◆ **Stored data**
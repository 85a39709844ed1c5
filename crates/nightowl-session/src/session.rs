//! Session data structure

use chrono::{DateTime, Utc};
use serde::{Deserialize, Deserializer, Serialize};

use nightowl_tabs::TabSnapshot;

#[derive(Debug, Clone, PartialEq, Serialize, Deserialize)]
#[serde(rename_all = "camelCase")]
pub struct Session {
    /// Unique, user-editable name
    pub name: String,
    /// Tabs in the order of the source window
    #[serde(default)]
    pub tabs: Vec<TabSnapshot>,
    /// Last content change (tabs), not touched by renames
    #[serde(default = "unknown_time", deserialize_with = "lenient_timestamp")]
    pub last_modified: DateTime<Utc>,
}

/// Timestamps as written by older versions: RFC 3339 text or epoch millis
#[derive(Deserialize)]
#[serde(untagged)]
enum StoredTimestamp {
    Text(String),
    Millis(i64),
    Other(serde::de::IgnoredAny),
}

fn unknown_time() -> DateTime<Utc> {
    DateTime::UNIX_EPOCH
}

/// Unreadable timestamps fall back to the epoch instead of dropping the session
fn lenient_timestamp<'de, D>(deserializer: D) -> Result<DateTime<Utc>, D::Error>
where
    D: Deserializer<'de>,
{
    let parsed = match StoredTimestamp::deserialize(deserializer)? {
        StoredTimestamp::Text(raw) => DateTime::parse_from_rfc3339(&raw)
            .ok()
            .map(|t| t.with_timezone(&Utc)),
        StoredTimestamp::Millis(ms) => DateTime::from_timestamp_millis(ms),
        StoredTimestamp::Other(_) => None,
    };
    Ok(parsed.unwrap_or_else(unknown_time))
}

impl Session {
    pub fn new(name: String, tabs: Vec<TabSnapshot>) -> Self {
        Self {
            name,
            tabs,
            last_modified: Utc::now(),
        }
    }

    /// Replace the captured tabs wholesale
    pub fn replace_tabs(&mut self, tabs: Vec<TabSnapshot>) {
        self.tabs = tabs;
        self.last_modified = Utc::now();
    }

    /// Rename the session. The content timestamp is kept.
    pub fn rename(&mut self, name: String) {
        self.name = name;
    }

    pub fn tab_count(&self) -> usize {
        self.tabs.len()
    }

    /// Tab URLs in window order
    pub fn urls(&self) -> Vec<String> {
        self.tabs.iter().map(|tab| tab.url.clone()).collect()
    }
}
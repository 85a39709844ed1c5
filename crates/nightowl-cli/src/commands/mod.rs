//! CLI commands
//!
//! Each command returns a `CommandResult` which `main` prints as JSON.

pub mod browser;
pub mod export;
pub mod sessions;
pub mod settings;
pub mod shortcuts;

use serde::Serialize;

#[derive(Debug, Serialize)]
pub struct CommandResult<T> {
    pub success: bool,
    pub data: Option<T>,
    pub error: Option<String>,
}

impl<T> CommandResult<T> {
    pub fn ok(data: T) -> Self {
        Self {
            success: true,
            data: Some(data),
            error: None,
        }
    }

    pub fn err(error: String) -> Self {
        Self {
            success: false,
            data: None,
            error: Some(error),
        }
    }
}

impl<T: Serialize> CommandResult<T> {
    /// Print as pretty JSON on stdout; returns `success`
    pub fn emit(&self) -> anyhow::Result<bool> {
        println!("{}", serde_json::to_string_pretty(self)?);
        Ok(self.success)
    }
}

...

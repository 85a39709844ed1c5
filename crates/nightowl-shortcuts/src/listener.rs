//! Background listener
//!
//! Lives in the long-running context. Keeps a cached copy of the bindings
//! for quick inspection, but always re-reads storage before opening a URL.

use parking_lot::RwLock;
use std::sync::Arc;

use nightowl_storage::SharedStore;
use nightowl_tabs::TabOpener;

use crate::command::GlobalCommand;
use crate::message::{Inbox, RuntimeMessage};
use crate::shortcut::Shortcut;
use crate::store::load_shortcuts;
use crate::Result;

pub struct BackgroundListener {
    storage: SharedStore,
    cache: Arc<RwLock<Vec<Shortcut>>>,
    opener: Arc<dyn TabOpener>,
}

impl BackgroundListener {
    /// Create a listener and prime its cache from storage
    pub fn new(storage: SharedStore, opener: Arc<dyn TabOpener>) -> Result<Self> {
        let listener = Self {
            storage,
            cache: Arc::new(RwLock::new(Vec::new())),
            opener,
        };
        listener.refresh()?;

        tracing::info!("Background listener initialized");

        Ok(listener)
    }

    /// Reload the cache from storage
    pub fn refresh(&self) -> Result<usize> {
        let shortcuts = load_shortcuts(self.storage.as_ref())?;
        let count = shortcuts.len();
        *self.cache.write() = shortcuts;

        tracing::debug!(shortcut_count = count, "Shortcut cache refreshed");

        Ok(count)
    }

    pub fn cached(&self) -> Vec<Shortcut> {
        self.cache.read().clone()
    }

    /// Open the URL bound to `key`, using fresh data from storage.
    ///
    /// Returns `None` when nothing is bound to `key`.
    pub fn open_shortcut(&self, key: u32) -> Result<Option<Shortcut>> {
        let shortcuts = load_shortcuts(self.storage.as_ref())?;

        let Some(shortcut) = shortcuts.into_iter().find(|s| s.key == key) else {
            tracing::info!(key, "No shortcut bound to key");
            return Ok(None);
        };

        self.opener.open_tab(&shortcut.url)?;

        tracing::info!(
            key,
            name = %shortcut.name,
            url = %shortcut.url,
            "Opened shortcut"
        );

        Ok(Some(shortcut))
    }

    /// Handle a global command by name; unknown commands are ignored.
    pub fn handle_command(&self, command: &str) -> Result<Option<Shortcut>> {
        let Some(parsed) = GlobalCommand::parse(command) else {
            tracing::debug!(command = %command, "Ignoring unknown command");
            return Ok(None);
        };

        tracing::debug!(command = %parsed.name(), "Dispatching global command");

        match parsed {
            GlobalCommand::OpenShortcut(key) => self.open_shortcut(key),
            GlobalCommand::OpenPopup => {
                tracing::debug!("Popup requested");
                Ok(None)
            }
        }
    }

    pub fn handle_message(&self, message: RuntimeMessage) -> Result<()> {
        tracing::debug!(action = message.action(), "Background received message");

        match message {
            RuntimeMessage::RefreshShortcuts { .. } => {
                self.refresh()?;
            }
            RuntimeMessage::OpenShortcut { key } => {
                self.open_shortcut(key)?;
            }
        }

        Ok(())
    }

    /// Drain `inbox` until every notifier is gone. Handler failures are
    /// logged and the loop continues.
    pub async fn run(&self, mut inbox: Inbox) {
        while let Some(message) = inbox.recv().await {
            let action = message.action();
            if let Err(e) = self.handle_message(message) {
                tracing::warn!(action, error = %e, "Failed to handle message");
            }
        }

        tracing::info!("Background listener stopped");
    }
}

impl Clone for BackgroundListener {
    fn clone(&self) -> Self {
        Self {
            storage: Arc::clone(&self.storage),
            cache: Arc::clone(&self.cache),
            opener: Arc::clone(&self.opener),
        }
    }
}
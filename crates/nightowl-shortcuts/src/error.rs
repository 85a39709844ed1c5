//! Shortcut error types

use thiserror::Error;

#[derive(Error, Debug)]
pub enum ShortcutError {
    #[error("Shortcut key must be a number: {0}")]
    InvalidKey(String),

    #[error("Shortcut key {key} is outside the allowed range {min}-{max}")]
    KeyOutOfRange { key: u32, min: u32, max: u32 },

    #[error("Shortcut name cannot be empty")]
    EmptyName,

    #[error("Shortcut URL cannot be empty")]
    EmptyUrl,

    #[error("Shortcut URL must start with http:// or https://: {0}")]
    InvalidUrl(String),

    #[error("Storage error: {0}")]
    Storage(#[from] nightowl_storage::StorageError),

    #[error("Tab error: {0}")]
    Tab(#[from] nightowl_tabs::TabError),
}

◆ **EXERCISE OBJECTIVE**
Please give again the lines above between the line holding "its cache from storage" and the line holding "pub fn open_shortcut(&self, key: u32)", inclusive, exactly as they are and with nothing added.

◆ **THE ANSWER**
    /// Create a listener and prime its cache from storage
    pub fn new(storage: SharedStore, opener: Arc<dyn TabOpener>) -> Result<Self> {
        let listener = Self {
            storage,
            cache: Arc::new(RwLock::new(Vec::new())),
            opener,
        };
        listener.refresh()?;

        tracing::info!("Background listener initialized");

        Ok(listener)
    }

    /// Reload the cache from storage
    pub fn refresh(&self) -> Result<usize> {
        let shortcuts = load_shortcuts(self.storage.as_ref())?;
        let count = shortcuts.len();
        *self.cache.write() = shortcuts;

        tracing::debug!(shortcut_count = count, "Shortcut cache refreshed");

        Ok(count)
    }

    pub fn cached(&self) -> Vec<Shortcut> {
        self.cache.read().clone()
    }

    /// Open the URL bound to `key`, using fresh data from storage.
    ///
    /// Returns `None` when nothing is bound to `key`.
    pub fn open_shortcut(&self, key: u32) -> Result<Option<Shortcut>> {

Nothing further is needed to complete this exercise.